Instructions for the task
Reproduce every entry exactly as shown.

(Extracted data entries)
━━━━━━━━━━━━━━━━
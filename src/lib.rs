//! Upvote scoring for GitHub Projects (v2).
//!
//! The library walks the items of an organisation project, scores each
//! issue or pull request from its reactions, comments, and linked
//! discussions, and writes the score into a number field. Runs are
//! resumable: the position in the item list is published as a cursor that
//! the next run starts from.

pub mod config;
pub mod github;
pub mod logging;
pub mod output;
pub mod telemetry;
pub mod upvotes;

pub use config::UpvotesConfig;
pub use github::{
    OctocrabProjectGateway, OuterCursor, PersonalAccessToken, ProjectLocator, UpvoteError,
};
pub use upvotes::{RunOutcome, RunReport, RunSettings, Walker};
#[rstest]
#[case::sequential(false)]
#[case::concurrent(true)]
#[tokio::test]
async fn items_page_without_end_cursor_fails_instead_of_refetching(#[case] concurrency: bool) {
    let mut gateway = MockProjectGateway::new();
    gateway.expect_project_items().times(1).returning(|_, _| {
        Ok(items_page(
            vec![simple_issue("PVTI_1", 1, 1)],
            None,
            true,
            4000,
        ))
    });
    let mut mutations = MockFieldMutationGateway::new();
    mutations.expect_update_number_field().never();
    let governor = Arc::new(RateLimitGovernor::default());
    let settings = RunSettings {
        concurrency,
        start: OuterCursor::resume_from(Some("page-0")),
        ..RunSettings::default()
    };

    let report = walker(
        gateway,
        live_mutator(mutations, &governor),
        Arc::clone(&governor),
        settings,
    )
    .run()
    .await;

    assert!(
        matches!(
            report.outcome,
            RunOutcome::Failed(UpvoteError::MalformedResponse { .. })
        ),
        "expected malformed response, got {:?}",
        report.outcome
    );
    assert_eq!(report.cursor.output_value(), "page-0");
    assert_eq!(report.counters.scored, 0);
}

#[tokio::test]
async fn short_budget_halts_concurrent_page_before_admitting_workers() {
    let mut gateway = MockProjectGateway::new();
    gateway
        .expect_project_items()
        .withf(|cursor, _| cursor.as_deref() == Some("page-0"))
        .times(1)
        .returning(|_, _| {
            let mut items: Vec<ProjectItem> = (1..=8)
                .map(|n| simple_issue(&format!("PVTI_{n}"), 1, 1))
                .collect();
            items.push(closed_item());
            Ok(items_page(items, Some("page-1"), true, 12))
        });
    gateway.expect_project_item().never();
    let mut mutations = MockFieldMutationGateway::new();
    mutations.expect_update_number_field().never();
    let governor = Arc::new(RateLimitGovernor::new(10));
    let settings = RunSettings {
        concurrency: true,
        start: OuterCursor::resume_from(Some("page-0")),
        ..RunSettings::default()
    };

    let report = walker(
        gateway,
        live_mutator(mutations, &governor),
        Arc::clone(&governor),
        settings,
    )
    .run()
    .await;

    assert_eq!(report.outcome, RunOutcome::RateLimited);
    assert_eq!(report.cursor.output_value(), "page-0");
    assert_eq!(
        report.counters,
        RunCounters::default(),
        "nothing on a halted page is counted"
    );
}

/// Serves one page holding a failing item and an item whose follow-up query
/// waits until `release` is notified.
struct StallingGateway {
    release: Arc<Notify>,
    resumed: Arc<AtomicBool>,
}

#[async_trait]
impl ProjectGateway for StallingGateway {
    async fn project_metadata(&self) -> Result<ProjectMetadata, UpvoteError> {
        Err(UpvoteError::Configuration {
            message: "metadata is not served".to_owned(),
        })
    }

    async fn project_items(
        &self,
        _cursor: &OuterCursor,
        _page_size: u8,
    ) -> Result<ProjectItemsPage, UpvoteError> {
        let paged = |id: &str| {
            parse(issue_with(
                id,
                false,
                0,
                comments_page("comments-3", true),
                empty_connection(),
            ))
        };
        Ok(items_page(
            vec![paged("PVTI_stalled"), paged("PVTI_failing")],
            Some("page-1"),
            false,
            4000,
        ))
    }

    async fn project_item(
        &self,
        item_id: &ProjectItemId,
        _cursors: &InnerCursorSet,
    ) -> Result<ProjectItemPage, UpvoteError> {
        if item_id.as_str() == "PVTI_stalled" {
            self.release.notified().await;
            self.resumed.store(true, Ordering::SeqCst);
        }
        Err(UpvoteError::GraphQl {
            operation: "project item".to_owned(),
            messages: vec![format!("{item_id} could not be loaded")],
        })
    }
}

#[tokio::test]
async fn first_task_failure_cancels_sibling_tasks() {
    let release = Arc::new(Notify::new());
    let resumed = Arc::new(AtomicBool::new(false));
    let gateway = StallingGateway {
        release: Arc::clone(&release),
        resumed: Arc::clone(&resumed),
    };
    let mut mutations = MockFieldMutationGateway::new();
    mutations.expect_update_number_field().never();
    let governor = Arc::new(RateLimitGovernor::default());
    let settings = RunSettings {
        concurrency: true,
        ..RunSettings::default()
    };

    let report = Walker::new(
        Arc::new(gateway),
        live_mutator(mutations, &governor),
        Arc::clone(&governor),
        settings,
    )
    .run()
    .await;

    assert!(
        matches!(report.outcome, RunOutcome::Failed(UpvoteError::GraphQl { .. })),
        "expected GraphQl failure, got {:?}",
        report.outcome
    );
    assert!(report.cursor.is_start());
    assert_eq!(report.counters.scored, 0);

    release.notify_one();
    for _ in 0..10 {
        tokio::task::yield_now().await;
    }
    assert!(
        !resumed.load(Ordering::SeqCst),
        "stalled sibling should have been aborted"
    );
}

fn scored(previous: Option<f64>) -> ItemScore {
    ItemScore {
        item_id: ProjectItemId::new("PVTI_1"),
        score: 5,
        previous,
    }
}

#[rstest]
#[case::unset(None, WriteOutcome::Written)]
#[case::stale(Some(4.0), WriteOutcome::Written)]
#[case::current(Some(5.0), WriteOutcome::Unchanged)]
#[tokio::test]
async fn mutator_skips_unchanged_values(
    #[case] previous: Option<f64>,
    #[case] expected: WriteOutcome,
) {
    let mut mutations = MockFieldMutationGateway::new();
    let expected_calls = usize::from(expected == WriteOutcome::Written);
    mutations
        .expect_update_number_field()
        .times(expected_calls)
        .returning(|_| Ok(()));
    let governor = Arc::new(RateLimitGovernor::default());
    governor.observe(RateLimit::new(100, 0));

    let outcome = live_mutator(mutations, &governor)
        .apply(&scored(previous))
        .await
        .expect("apply should succeed");

    assert_eq!(outcome, expected);
    let expected_remaining = 100 - u64::try_from(expected_calls).expect("small count");
    assert_eq!(governor.remaining(), Some(expected_remaining));
}

#[tokio::test]
async fn dry_run_mutator_reports_without_writing() {
    let governor = Arc::new(RateLimitGovernor::default());
    let mutator = Mutator::<MockFieldMutationGateway>::dry_run(Arc::clone(&governor));

    let outcome = mutator
        .apply(&scored(None))
        .await
        .expect("dry run should succeed");

    assert_eq!(outcome, WriteOutcome::DryRun);
    assert!(!mutator.is_live());
}

#[rstest]
fn skip_reason_labels_are_stable() {
    assert_eq!(SkipReason::Redacted.as_str(), "redacted");
}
━━━━━━━━━━━━━━━━
Completed exercise
filename src/lib.rs
//! Upvote scoring for GitHub Projects (v2).
//!
//! The library walks the items of an organisation project, scores each
//! issue or pull request from its reactions, comments, and linked
//! discussions, and writes the score into a number field. Runs are
//! resumable: the position in the item list is published as a cursor that
//! the next run starts from.

pub mod config;
pub mod github;
pub mod logging;
pub mod output;
pub mod telemetry;
pub mod upvotes;

pub use config::UpvotesConfig;
pub use github::{
    OctocrabProjectGateway, OuterCursor, PersonalAccessToken, ProjectLocator, UpvoteError,
};
pub use upvotes::{RunOutcome, RunReport, RunSettings, Walker};
#[rstest]
#[case::sequential(false)]
#[case::concurrent(true)]
#[tokio::test]
async fn items_page_without_end_cursor_fails_instead_of_refetching(#[case] concurrency: bool) {
    let mut gateway = MockProjectGateway::new();
    gateway.expect_project_items().times(1).returning(|_, _| {
        Ok(items_page(
            vec![simple_issue("PVTI_1", 1, 1)],
            None,
            true,
            4000,
        ))
    });
    let mut mutations = MockFieldMutationGateway::new();
    mutations.expect_update_number_field().never();
    let governor = Arc::new(RateLimitGovernor::default());
    let settings = RunSettings {
        concurrency,
        start: OuterCursor::resume_from(Some("page-0")),
        ..RunSettings::default()
    };

    let report = walker(
        gateway,
        live_mutator(mutations, &governor),
        Arc::clone(&governor),
        settings,
    )
    .run()
    .await;

    assert!(
        matches!(
            report.outcome,
            RunOutcome::Failed(UpvoteError::MalformedResponse { .. })
        ),
        "expected malformed response, got {:?}",
        report.outcome
    );
    assert_eq!(report.cursor.output_value(), "page-0");
    assert_eq!(report.counters.scored, 0);
}

#[tokio::test]
async fn short_budget_halts_concurrent_page_before_admitting_workers() {
    let mut gateway = MockProjectGateway::new();
    gateway
        .expect_project_items()
        .withf(|cursor, _| cursor.as_deref() == Some("page-0"))
        .times(1)
        .returning(|_, _| {
            let mut items: Vec<ProjectItem> = (1..=8)
                .map(|n| simple_issue(&format!("PVTI_{n}"), 1, 1))
                .collect();
            items.push(closed_item());
            Ok(items_page(items, Some("page-1"), true, 12))
        });
    gateway.expect_project_item().never();
    let mut mutations = MockFieldMutationGateway::new();
    mutations.expect_update_number_field().never();
    let governor = Arc::new(RateLimitGovernor::new(10));
    let settings = RunSettings {
        concurrency: true,
        start: OuterCursor::resume_from(Some("page-0")),
        ..RunSettings::default()
    };

    let report = walker(
        gateway,
        live_mutator(mutations, &governor),
        Arc::clone(&governor),
        settings,
    )
    .run()
    .await;

    assert_eq!(report.outcome, RunOutcome::RateLimited);
    assert_eq!(report.cursor.output_value(), "page-0");
    assert_eq!(
        report.counters,
        RunCounters::default(),
        "nothing on a halted page is counted"
    );
}

/// Serves one page holding a failing item and an item whose follow-up query
/// waits until `release` is notified.
struct StallingGateway {
    release: Arc<Notify>,
    resumed: Arc<AtomicBool>,
}

#[async_trait]
impl ProjectGateway for StallingGateway {
    async fn project_metadata(&self) -> Result<ProjectMetadata, UpvoteError> {
        Err(UpvoteError::Configuration {
            message: "metadata is not served".to_owned(),
        })
    }

    async fn project_items(
        &self,
        _cursor: &OuterCursor,
        _page_size: u8,
    ) -> Result<ProjectItemsPage, UpvoteError> {
        let paged = |id: &str| {
            parse(issue_with(
                id,
                false,
                0,
                comments_page("comments-3", true),
                empty_connection(),
            ))
        };
        Ok(items_page(
            vec![paged("PVTI_stalled"), paged("PVTI_failing")],
            Some("page-1"),
            false,
            4000,
        ))
    }

    async fn project_item(
        &self,
        item_id: &ProjectItemId,
        _cursors: &InnerCursorSet,
    ) -> Result<ProjectItemPage, UpvoteError> {
        if item_id.as_str() == "PVTI_stalled" {
            self.release.notified().await;
            self.resumed.store(true, Ordering::SeqCst);
        }
        Err(UpvoteError::GraphQl {
            operation: "project item".to_owned(),
            messages: vec![format!("{item_id} could not be loaded")],
        })
    }
}

#[tokio::test]
async fn first_task_failure_cancels_sibling_tasks() {
    let release = Arc::new(Notify::new());
    let resumed = Arc::new(AtomicBool::new(false));
    let gateway = StallingGateway {
        release: Arc::clone(&release),
        resumed: Arc::clone(&resumed),
    };
    let mut mutations = MockFieldMutationGateway::new();
    mutations.expect_update_number_field().never();
    let governor = Arc::new(RateLimitGovernor::default());
    let settings = RunSettings {
        concurrency: true,
        ..RunSettings::default()
    };

    let report = Walker::new(
        Arc::new(gateway),
        live_mutator(mutations, &governor),
        Arc::clone(&governor),
        settings,
    )
    .run()
    .await;

    assert!(
        matches!(report.outcome, RunOutcome::Failed(UpvoteError::GraphQl { .. })),
        "expected GraphQl failure, got {:?}",
        report.outcome
    );
    assert!(report.cursor.is_start());
    assert_eq!(report.counters.scored, 0);

    release.notify_one();
    for _ in 0..10 {
        tokio::task::yield_now().await;
    }
    assert!(
        !resumed.load(Ordering::SeqCst),
        "stalled sibling should have been aborted"
    );
}

fn scored(previous: Option<f64>) -> ItemScore {
    ItemScore {
        item_id: ProjectItemId::new("PVTI_1"),
        score: 5,
        previous,
    }
}

#[rstest]
#[case::unset(None, WriteOutcome::Written)]
#[case::stale(Some(4.0), WriteOutcome::Written)]
#[case::current(Some(5.0), WriteOutcome::Unchanged)]
#[tokio::test]
async fn mutator_skips_unchanged_values(
    #[case] previous: Option<f64>,
    #[case] expected: WriteOutcome,
) {
    let mut mutations = MockFieldMutationGateway::new();
    let expected_calls = usize::from(expected == WriteOutcome::Written);
    mutations
        .expect_update_number_field()
        .times(expected_calls)
        .returning(|_| Ok(()));
    let governor = Arc::new(RateLimitGovernor::default());
    governor.observe(RateLimit::new(100, 0));

    let outcome = live_mutator(mutations, &governor)
        .apply(&scored(previous))
        .await
        .expect("apply should succeed");

    assert_eq!(outcome, expected);
    let expected_remaining = 100 - u64::try_from(expected_calls).expect("small count");
    assert_eq!(governor.remaining(), Some(expected_remaining));
}

#[tokio::test]
async fn dry_run_mutator_reports_without_writing() {
    let governor = Arc::new(RateLimitGovernor::default());
    let mutator = Mutator::<MockFieldMutationGateway>::dry_run(Arc::clone(&governor));

    let outcome = mutator
        .apply(&scored(None))
        .await
        .expect("dry run should succeed");

    assert_eq!(outcome, WriteOutcome::DryRun);
    assert!(!mutator.is_live());
}

#[rstest]
fn skip_reason_labels_are_stable() {
    assert_eq!(SkipReason::Redacted.as_str(), "redacted");
}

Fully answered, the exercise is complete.